Data:
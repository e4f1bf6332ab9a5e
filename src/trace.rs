//! Conditional tracing macros (zero-cost when feature disabled).
//!
//! The engine logs through these macros so the `tracing` dependency stays
//! optional. With the feature enabled they forward to `tracing`; without it
//! the arguments are evaluated and discarded.

/// Create an info-level span for a major operation.
#[cfg(feature = "tracing")]
macro_rules! trace_span {
    ($name:expr $(, $($field:tt)*)?) => {
        tracing::info_span!($name $(, $($field)*)?)
    };
}

#[cfg(not(feature = "tracing"))]
macro_rules! trace_span {
    ($name:expr $(, $($field:tt)*)?) => {
        $crate::trace::NoopSpan
    };
}

/// Emit an info-level event for key measurements and transitions.
#[cfg(feature = "tracing")]
macro_rules! trace_event {
    ($name:expr, $($key:ident = $value:expr),+ $(,)?) => {
        tracing::info!(name: $name, $($key = $value),+)
    };
    ($name:expr) => {
        tracing::info!(name: $name, "{}", $name)
    };
}

#[cfg(not(feature = "tracing"))]
macro_rules! trace_event {
    ($name:expr, $($key:ident = $value:expr),+ $(,)?) => {
        let _ = ($($value,)+);
    };
    ($name:expr) => {};
}

/// Emit a debug-level event for per-tick detail.
#[cfg(feature = "tracing")]
macro_rules! trace_debug {
    ($name:expr, $($key:ident = $value:expr),+ $(,)?) => {
        tracing::debug!(name: $name, $($key = $value),+)
    };
}

#[cfg(not(feature = "tracing"))]
macro_rules! trace_debug {
    ($name:expr, $($key:ident = $value:expr),+ $(,)?) => {
        let _ = ($($value,)+);
    };
}

/// Emit a warning for degraded but recoverable conditions.
#[cfg(feature = "tracing")]
macro_rules! trace_warn {
    ($name:expr, $($key:ident = $value:expr),+ $(,)?) => {
        tracing::warn!(name: $name, $($key = $value),+)
    };
}

#[cfg(not(feature = "tracing"))]
macro_rules! trace_warn {
    ($name:expr, $($key:ident = $value:expr),+ $(,)?) => {
        let _ = ($($value,)+);
    };
}

pub(crate) use trace_debug;
pub(crate) use trace_event;
pub(crate) use trace_span;
pub(crate) use trace_warn;

/// A no-op span guard used when tracing is disabled.
#[cfg(not(feature = "tracing"))]
pub struct NoopSpan;

#[cfg(not(feature = "tracing"))]
impl NoopSpan {
    /// Returns self, mimicking `Span::entered()`.
    #[inline]
    pub fn entered(self) -> Self {
        self
    }
}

The task:
If a line of the material contains the word "entered", pick it out and copy it.

Response:
    /// Returns self, mimicking `Span::entered()`.
    pub fn entered(self) -> Self {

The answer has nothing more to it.